Open martinerk0 opened 2 years ago

martinerk0 commented 2 years ago

Hi, can you describe workflow how to create such an image? I would like to create similar images for Xavier NX or other Jetson devices, and I used your image on nano successfully :)

Qengineering commented 2 years ago

https://qengineering.eu/install-ubuntu-20.04-on-jetson-nano.html

By the way, the latest JetPack 5.0 release has Ubuntu 20.04 on-board. (not available for the Nano yet)

martinerk0 commented 2 years ago

I read your post, but I was more interested if you somehow compressed it or anything. Did you just dd it byte for byte? I would like to install all needed stuff like Pytorch, ROS, etc and then create ~7Gb image from 128gb SD card, that you can burn with imager, like Raspberry OS images or Nvidia's Jetson default images.

longwm commented 2 years ago

If you download the Image which includes Pytorch + Open CV etc from the Gdrive link on Github it will run ROS2 no problem. I am using the image to run ROS2 Foxy without any issues. The image is 30 gigs once unzipped, you can write it using Balena etcher and then use Gparted to extend the partition to the full size of the SD card.

martinerk0 commented 2 years ago

@longwm yes but if you make changes to the OS and SD card, install some other packages, and then want to create smaller image (~10s of GBs) from larger SD card (100s of GBs) that contains lot of free space how do you do it? I saw some tutorials that you just dd it and zip should compress the free space but I wanted to know whole procedure from author ( that already has experience with it).

longwm commented 2 years ago

@longwm yes but if you make changes to the OS and SD card, install some other packages, and then want to create smaller image (~10s of GBs) from larger SD card (100s of GBs) that contains lot of free space how do you do it? I saw some tutorials that you just dd it and zip should compress the free space but I wanted to know whole procedure from author ( that already has experience with it).

If you want a smaller image, I can suggest the following options 1. Pythops has an image of sub 3 gigs (No Desktop) It works fine. Instructions here : https://pythops.com/post/create-your-own-image-for-jetson-nano-board.html & Git hub Here : https://github.com/pythops/jetson-nano-image 2. The other option is to use the original Jetson Image and pull Docker images for it, you can do that here : https://github.com/timongentzsch/Jetson_Ubuntu20_Images

Qengineering commented 2 years ago

If you're flashing an image from a 128GB card, balenaEtcher will want a 128GB card too, even if you're only using 24GB on your card. You need to reduce the size. I used GParted to split a large partition (eg 128 GB) into two parts. One with the data (24 GB) and the other without any valid data (104 GB). I then copied the 24 GB partition with dd to a new 32 GB SD card. (Some brands have only 31.3 GB of free space! #16) The next step is to use a tool like DiskInternals Linux Reader (if you have Windows) to create an image. The image can now be zipped if you wish.

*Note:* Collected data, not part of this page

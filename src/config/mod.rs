mod schema;

pub use schema::{DimensionWeight, EvaluationConfig, OutputSettings, TestConfiguration};

use atomic_write_file::AtomicWriteFile;
use serde_json::Value;
use std::fs;
use std::io::ErrorKind;
use std::path::{Path, PathBuf};
use tracing::{debug, error, info, warn};

use crate::error::ConfigError;

/// File name of the evaluation config inside the output directory
pub const CONFIG_FILE_NAME: &str = "evaluation_config.json";

/// Target used when the config does not name one
pub const DEFAULT_TARGET_URL: &str = "192.168.1.103:5011";

/// Allowed distance of the weight sum from 1.0 before a warning is raised
pub const WEIGHT_SUM_TOLERANCE: f64 = 0.01;

const REQUIRED_KEYS: [&str; 3] = ["evaluation_weights", "test_configuration", "output_settings"];

/// A config document that passed validation, with any soft warnings.
#[derive(Debug)]
pub struct Validated {
    pub config: EvaluationConfig,
    pub warnings: Vec<String>,
}

/// Validate a raw config document.
///
/// Missing top-level keys are hard errors. A weight sum outside
/// `1.0 ± WEIGHT_SUM_TOLERANCE` only produces a warning.
pub fn validate(document: &Value) -> Result<Validated, ConfigError> {
    for key in REQUIRED_KEYS {
        if document.get(key).is_none() {
            return Err(ConfigError::MissingKey(key));
        }
    }

    let config: EvaluationConfig = serde_json::from_value(document.clone())?;
    let warnings = weight_sum_warning(&config).into_iter().collect();

    Ok(Validated { config, warnings })
}

fn weight_sum_warning(config: &EvaluationConfig) -> Option<String> {
    let total = config.total_weight();
    if (total - 1.0).abs() > WEIGHT_SUM_TOLERANCE {
        Some(format!("dimension weights sum to {:.3}, expected 1.0", total))
    } else {
        None
    }
}

/// Loads, queries and persists the evaluation config.
#[derive(Debug, Clone)]
pub struct ConfigManager {
    path: PathBuf,
    config: EvaluationConfig,
}

impl ConfigManager {
    /// Load the config at `path`.
    ///
    /// Never fails: a missing file silently yields the default config, and an
    /// unreadable or invalid file is logged and also yields the default.
    pub fn load(path: impl Into<PathBuf>) -> Self {
        let path = path.into();
        let config = match read_config(&path) {
            Ok(Some(config)) => {
                info!(path = %path.display(), "loaded evaluation config");
                config
            }
            Ok(None) => {
                debug!(path = %path.display(), "no evaluation config found, using defaults");
                EvaluationConfig::default()
            }
            Err(e) => {
                error!(path = %path.display(), error = %e, "invalid evaluation config, using defaults");
                EvaluationConfig::default()
            }
        };
        Self { path, config }
    }

    /// Load the config at `path` for modification.
    ///
    /// Like [`ConfigManager::load`] a missing file yields the default config,
    /// but an invalid file is an error so that saving cannot clobber it.
    pub fn open(path: impl Into<PathBuf>) -> Result<Self, ConfigError> {
        let path = path.into();
        let config = read_config(&path)?.unwrap_or_default();
        Ok(Self { path, config })
    }

    /// Wrap an in-memory config that will be saved to `path`.
    pub fn with_config(path: impl Into<PathBuf>, config: EvaluationConfig) -> Self {
        Self {
            path: path.into(),
            config,
        }
    }

    pub fn config(&self) -> &EvaluationConfig {
        &self.config
    }

    /// Configured weight of `dimension`, or 0.0 when absent.
    pub fn get_weight(&self, dimension: &str) -> f64 {
        self.config
            .evaluation_weights
            .get(dimension)
            .map(|d| d.weight)
            .unwrap_or(0.0)
    }

    pub fn target_url(&self) -> &str {
        self.config
            .test_configuration
            .target_url
            .as_deref()
            .unwrap_or(DEFAULT_TARGET_URL)
    }

    pub fn generate_report(&self) -> bool {
        self.config.output_settings.generate_report
    }

    /// Override the weight of an existing dimension and persist the config.
    pub fn set_weight(&mut self, dimension: &str, weight: f64) -> Result<(), ConfigError> {
        if !weight.is_finite() || weight < 0.0 {
            return Err(ConfigError::InvalidWeight(weight));
        }

        let entry = self
            .config
            .evaluation_weights
            .get_mut(dimension)
            .ok_or_else(|| ConfigError::UnknownDimension(dimension.to_string()))?;
        let previous = entry.weight;
        entry.weight = weight;

        if let Err(e) = self.save() {
            if let Some(entry) = self.config.evaluation_weights.get_mut(dimension) {
                entry.weight = previous;
            }
            return Err(e);
        }

        info!(dimension, weight, "updated dimension weight");
        if let Some(warning) = weight_sum_warning(&self.config) {
            warn!("{}", warning);
        }
        Ok(())
    }

    /// Write the config to its path atomically, creating the parent directory.
    pub fn save(&self) -> Result<(), ConfigError> {
        let io_err = |source| ConfigError::Io {
            path: self.path.clone(),
            source,
        };

        if let Some(parent) = self.path.parent().filter(|p| !p.as_os_str().is_empty()) {
            fs::create_dir_all(parent).map_err(io_err)?;
        }

        let mut file = AtomicWriteFile::open(&self.path).map_err(io_err)?;
        serde_json::to_writer_pretty(&mut file, &self.config)?;
        file.commit().map_err(io_err)?;
        Ok(())
    }
}

fn read_config(path: &Path) -> Result<Option<EvaluationConfig>, ConfigError> {
    let content = match fs::read_to_string(path) {
        Ok(content) => content,
        Err(e) if e.kind() == ErrorKind::NotFound => return Ok(None),
        Err(source) => {
            return Err(ConfigError::Io {
                path: path.to_path_buf(),
                source,
            })
        }
    };

    let document: Value = serde_json::from_str(&content)?;
    let validated = validate(&document)?;
    for warning in &validated.warnings {
        warn!(path = %path.display(), "{}", warning);
    }
    Ok(Some(validated.config))
}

mrcmunir commented 1 year ago

jetcard-master.zip Hello I'm using this script for automatic autoresize needed Setup this python script into you sdcard before Create backup image.

Qengineering commented 1 year ago

@mrcmunir ,

Try option 2.

rwbot commented 1 year ago

@longwm yes but if you make changes to the OS and SD card, install some other packages, and then want to create smaller image (~10s of GBs) from larger SD card (100s of GBs) that contains lot of free space how do you do it? I saw some tutorials that you just dd it and zip should compress the free space but I wanted to know whole procedure from author ( that already has experience with it).

I'm interested in creating my own images as well, with different versions of ROS/Ubuntu for each. @longwm Did you figure out a solution?